__What is needed__: When a line in the entries contains the word "excluded", copy that line in full.

===== Extracted records =====

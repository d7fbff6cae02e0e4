use std::path::Path;

use anyhow::{Context, Result, anyhow};
use rusqlite::{Connection, OpenFlags, OptionalExtension, params};
use serde::Serialize;

use crate::models::GenericValue;
use crate::utils::time::now_utc_rfc3339;

pub const STORE_SCHEMA_VERSION: &str = "parley.kv.v1";
pub const RECORDS_TABLE: &str = "conversation_records";
pub const INGEST_RUNS_TABLE: &str = "ingest_runs";
pub const SCHEMA_META_TABLE: &str = "store_schema_meta";
pub const DEFAULT_LIST_LIMIT: usize = 100;

const CREATE_RECORDS_TABLE_SQL: &str = r#"
CREATE TABLE IF NOT EXISTS conversation_records (
    record_key BLOB NOT NULL PRIMARY KEY,
    record_value BLOB NOT NULL,
    source_path TEXT NOT NULL,
    ingest_run_id TEXT NOT NULL,
    stored_at_utc TEXT NOT NULL
) WITHOUT ROWID;
"#;

const CREATE_INGEST_RUNS_TABLE_SQL: &str = r#"
CREATE TABLE IF NOT EXISTS ingest_runs (
    ingest_run_id TEXT NOT NULL PRIMARY KEY,
    started_at_utc TEXT NOT NULL,
    finished_at_utc TEXT,
    status TEXT NOT NULL,
    source_dir TEXT NOT NULL,
    files_seen INTEGER NOT NULL DEFAULT 0,
    records_stored INTEGER NOT NULL DEFAULT 0,
    files_failed INTEGER NOT NULL DEFAULT 0,
    failure_counts_json TEXT NOT NULL DEFAULT '{}',
    CHECK (status IN ('running', 'success', 'partial_failure', 'failed')),
    CHECK (files_seen >= 0),
    CHECK (records_stored >= 0),
    CHECK (files_failed >= 0)
);
"#;

const CREATE_META_TABLE_SQL: &str = r#"
CREATE TABLE IF NOT EXISTS store_schema_meta (
    schema_version TEXT NOT NULL,
    applied_at_utc TEXT NOT NULL
);
"#;

#[must_use]
pub fn schema_statements() -> &'static [&'static str] {
    &[
        CREATE_RECORDS_TABLE_SQL,
        CREATE_INGEST_RUNS_TABLE_SQL,
        CREATE_META_TABLE_SQL,
    ]
}

/// One encoded conversation waiting for its write transaction.
#[derive(Debug, Clone, PartialEq, Eq)]
pub struct StagedRecord {
    pub key: String,
    pub value: Vec<u8>,
    pub source_path: String,
}

#[derive(Debug, Clone, Copy, PartialEq, Eq, Serialize)]
#[serde(rename_all = "snake_case")]
pub enum RunStatus {
    Running,
    Success,
    PartialFailure,
    Failed,
}

impl RunStatus {
    #[must_use]
    pub const fn as_str(self) -> &'static str {
        match self {
            Self::Running => "running",
            Self::Success => "success",
            Self::PartialFailure => "partial_failure",
            Self::Failed => "failed",
        }
    }
}

#[derive(Debug, Clone, PartialEq, Eq)]
pub struct RunTotals {
    pub files_seen: usize,
    pub records_stored: usize,
    pub files_failed: usize,
    pub failure_counts_json: String,
}

/// Handle on the embedded key-value store. The connection is released when
/// the handle is closed or dropped, which also rolls back any transaction
/// left open by an early return.
#[derive(Debug)]
pub struct ConversationStore {
    connection: Connection,
}

impl ConversationStore {
    /// Opens (creating if needed) the store for writing and ensures its schema.
    pub fn open(path: &Path) -> Result<Self> {
        if let Some(parent) = path.parent().filter(|parent| !parent.as_os_str().is_empty()) {
            std::fs::create_dir_all(parent).with_context(|| {
                format!("failed to create store parent directory: {}", parent.display())
            })?;
        }

        let connection = Connection::open(path)
            .with_context(|| format!("failed to open store: {}", path.display()))?;
        let store = Self { connection };
        store.ensure_schema()?;
        Ok(store)
    }

    /// Opens an existing store without creating or migrating anything.
    pub fn open_read_only(path: &Path) -> Result<Self> {
        if !path.is_file() {
            return Err(anyhow!("store does not exist: {}", path.display()));
        }
        let connection = Connection::open_with_flags(path, OpenFlags::SQLITE_OPEN_READ_ONLY)
            .with_context(|| format!("failed to open store read-only: {}", path.display()))?;
        Ok(Self { connection })
    }

    pub fn open_in_memory() -> Result<Self> {
        let connection =
            Connection::open_in_memory().context("failed to open in-memory store")?;
        let store = Self { connection };
        store.ensure_schema()?;
        Ok(store)
    }

    fn ensure_schema(&self) -> Result<()> {
        self.connection
            .execute_batch(&schema_statements().join("\n"))
            .context("failed to create store schema")?;

        if self.schema_meta_has_version(STORE_SCHEMA_VERSION)? {
            return Ok(());
        }

        let applied_at_utc = now_utc_rfc3339()?;
        self.connection
            .execute(
                &format!(
                    "INSERT INTO {SCHEMA_META_TABLE} (schema_version, applied_at_utc) VALUES (?1, ?2)"
                ),
                params![STORE_SCHEMA_VERSION, applied_at_utc],
            )
            .context("failed to write store schema meta row")?;
        Ok(())
    }

    fn schema_meta_has_version(&self, schema_version: &str) -> Result<bool> {
        let exists = self
            .connection
            .query_row(
                &format!(
                    "SELECT EXISTS(SELECT 1 FROM {SCHEMA_META_TABLE} WHERE schema_version = ?1 LIMIT 1)"
                ),
                [schema_version],
                |row| row.get::<usize, i64>(0),
            )
            .context("failed to query store schema version metadata")?;
        Ok(exists != 0)
    }

    /// Writes every record inside one transaction. Any failure rolls the
    /// whole batch back; a repeated key overwrites the earlier value.
    pub fn put_batch(&mut self, ingest_run_id: &str, records: &[StagedRecord]) -> Result<usize> {
        let stored_at_utc = now_utc_rfc3339()?;
        let upsert_sql = format!(
            "INSERT INTO {RECORDS_TABLE} (record_key, record_value, source_path, ingest_run_id, stored_at_utc)
             VALUES (?1, ?2, ?3, ?4, ?5)
             ON CONFLICT(record_key) DO UPDATE SET
                 record_value = excluded.record_value,
                 source_path = excluded.source_path,
                 ingest_run_id = excluded.ingest_run_id,
                 stored_at_utc = excluded.stored_at_utc"
        );

        let tx = self
            .connection
            .transaction()
            .context("failed to open store write transaction")?;
        {
            let mut statement = tx
                .prepare_cached(&upsert_sql)
                .context("failed to prepare store upsert statement")?;
            for record in records {
                statement
                    .execute(params![
                        record.key.as_bytes(),
                        record.value,
                        record.source_path,
                        ingest_run_id,
                        stored_at_utc,
                    ])
                    .with_context(|| format!("failed to write record key={}", record.key))?;
            }
        }
        tx.commit()
            .context("failed to commit store write transaction")?;

        Ok(records.len())
    }

    pub fn get_raw(&self, key: &str) -> Result<Option<Vec<u8>>> {
        self.connection
            .query_row(
                &format!("SELECT record_value FROM {RECORDS_TABLE} WHERE record_key = ?1"),
                [key.as_bytes()],
                |row| row.get::<usize, Vec<u8>>(0),
            )
            .optional()
            .with_context(|| format!("failed to read record key={key}"))
    }

    pub fn get_value(&self, key: &str) -> Result<Option<GenericValue>> {
        self.get_raw(key)?
            .map(|bytes| {
                GenericValue::from_canonical_bytes(&bytes)
                    .with_context(|| format!("stored record key={key} is not canonical JSON"))
            })
            .transpose()
    }

    pub fn source_path(&self, key: &str) -> Result<Option<String>> {
        self.connection
            .query_row(
                &format!("SELECT source_path FROM {RECORDS_TABLE} WHERE record_key = ?1"),
                [key.as_bytes()],
                |row| row.get::<usize, String>(0),
            )
            .optional()
            .with_context(|| format!("failed to read source path for key={key}"))
    }

    /// Keys in byte order, decoded lossily for display.
    pub fn keys(&self, limit: usize) -> Result<Vec<String>> {
        let mut statement = self
            .connection
            .prepare(&format!(
                "SELECT record_key FROM {RECORDS_TABLE} ORDER BY record_key LIMIT ?1"
            ))
            .context("failed to prepare store key listing")?;
        let limit = i64::try_from(limit).unwrap_or(i64::MAX);
        let rows = statement
            .query_map([limit], |row| row.get::<usize, Vec<u8>>(0))
            .context("failed to list store keys")?;

        let mut keys = Vec::new();
        for row in rows {
            let key = row.context("failed to decode store key row")?;
            keys.push(String::from_utf8_lossy(&key).into_owned());
        }
        Ok(keys)
    }

    pub fn count(&self) -> Result<usize> {
        let count = self
            .connection
            .query_row(&format!("SELECT COUNT(*) FROM {RECORDS_TABLE}"), [], |row| {
                row.get::<usize, i64>(0)
            })
            .context("failed to count store records")?;
        usize::try_from(count).map_err(|_| anyhow!("store record count is negative"))
    }

    pub fn begin_run(
        &self,
        ingest_run_id: &str,
        started_at_utc: &str,
        source_dir: &str,
    ) -> Result<()> {
        self.connection
            .execute(
                &format!(
                    "INSERT INTO {INGEST_RUNS_TABLE} (ingest_run_id, started_at_utc, status, source_dir)
                     VALUES (?1, ?2, ?3, ?4)"
                ),
                params![
                    ingest_run_id,
                    started_at_utc,
                    RunStatus::Running.as_str(),
                    source_dir
                ],
            )
            .with_context(|| format!("failed to insert ingest run row: {ingest_run_id}"))?;
        Ok(())
    }

    pub fn finish_run(
        &self,
        ingest_run_id: &str,
        status: RunStatus,
        finished_at_utc: &str,
        totals: &RunTotals,
    ) -> Result<()> {
        self.connection
            .execute(
                &format!(
                    "UPDATE {INGEST_RUNS_TABLE}
                     SET finished_at_utc = ?2,
                         status = ?3,
                         files_seen = ?4,
                         records_stored = ?5,
                         files_failed = ?6,
                         failure_counts_json = ?7
                     WHERE ingest_run_id = ?1"
                ),
                params![
                    ingest_run_id,
                    finished_at_utc,
                    status.as_str(),
                    to_i64(totals.files_seen, "files_seen")?,
                    to_i64(totals.records_stored, "records_stored")?,
                    to_i64(totals.files_failed, "files_failed")?,
                    totals.failure_counts_json,
                ],
            )
            .with_context(|| format!("failed to finalize ingest run row: {ingest_run_id}"))?;
        Ok(())
    }

    pub fn run_status(&self, ingest_run_id: &str) -> Result<Option<String>> {
        self.connection
            .query_row(
                &format!("SELECT status FROM {INGEST_RUNS_TABLE} WHERE ingest_run_id = ?1"),
                [ingest_run_id],
                |row| row.get::<usize, String>(0),
            )
            .optional()
            .with_context(|| format!("failed to read ingest run status: {ingest_run_id}"))
    }

    pub fn close(self) -> Result<()> {
        self.connection
            .close()
            .map_err(|(_, error)| error)
            .context("failed to close store")
    }
}

fn to_i64(value: usize, field: &str) -> Result<i64> {
    i64::try_from(value).map_err(|_| anyhow!("{field} exceeds sqlite INTEGER range"))
}

#[cfg(test)]
mod tests {
    use super::{
        ConversationStore, INGEST_RUNS_TABLE, RECORDS_TABLE, SCHEMA_META_TABLE,
        STORE_SCHEMA_VERSION, StagedRecord,
    };

    fn staged(key: &str, value: &str) -> StagedRecord {
        StagedRecord {
            key: key.to_string(),
            value: value.as_bytes().to_vec(),
            source_path: format!("/tmp/{key}.yaml"),
        }
    }

    fn table_exists(store: &ConversationStore, table_name: &str) -> bool {
        store
            .connection
            .query_row(
                "SELECT 1 FROM sqlite_master WHERE type = 'table' AND name = ?1 LIMIT 1",
                [table_name],
                |_| Ok(()),
            )
            .is_ok()
    }

    #[test]
    fn open_creates_key_value_and_run_tables() {
        let store = ConversationStore::open_in_memory().expect("in-memory store should open");

        assert!(table_exists(&store, RECORDS_TABLE));
        assert!(table_exists(&store, INGEST_RUNS_TABLE));
        assert!(table_exists(&store, SCHEMA_META_TABLE));
        assert_eq!(store.count().expect("count should succeed"), 0);
    }

    #[test]
    fn schema_version_row_is_written_once() {
        let store = ConversationStore::open_in_memory().expect("in-memory store should open");
        store.ensure_schema().expect("second ensure should succeed");

        let count: i64 = store
            .connection
            .query_row(
                &format!("SELECT COUNT(*) FROM {SCHEMA_META_TABLE} WHERE schema_version = ?1"),
                [STORE_SCHEMA_VERSION],
                |row| row.get(0),
            )
            .expect("schema meta query should succeed");
        assert_eq!(count, 1);
    }

    #[test]
    fn repeated_keys_in_one_batch_keep_the_last_value() {
        let mut store = ConversationStore::open_in_memory().expect("in-memory store should open");
        let written = store
            .put_batch("run-1", &[staged("c1", "\"first\""), staged("c1", "\"second\"")])
            .expect("batch should commit");

        assert_eq!(written, 2);
        assert_eq!(store.count().expect("count should succeed"), 1);
        assert_eq!(
            store.get_raw("c1").expect("read should succeed"),
            Some(b"\"second\"".to_vec())
        );
    }

    #[test]
    fn missing_keys_read_as_none() {
        let store = ConversationStore::open_in_memory().expect("in-memory store should open");
        assert_eq!(store.get_raw("absent").expect("read should succeed"), None);
        assert_eq!(store.get_value("absent").expect("read should succeed"), None);
    }
}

=====

__Response below__:
                 record_value = excluded.record_value,
                 source_path = excluded.source_path,
                 ingest_run_id = excluded.ingest_run_id,
                 stored_at_utc = excluded.stored_at_utc"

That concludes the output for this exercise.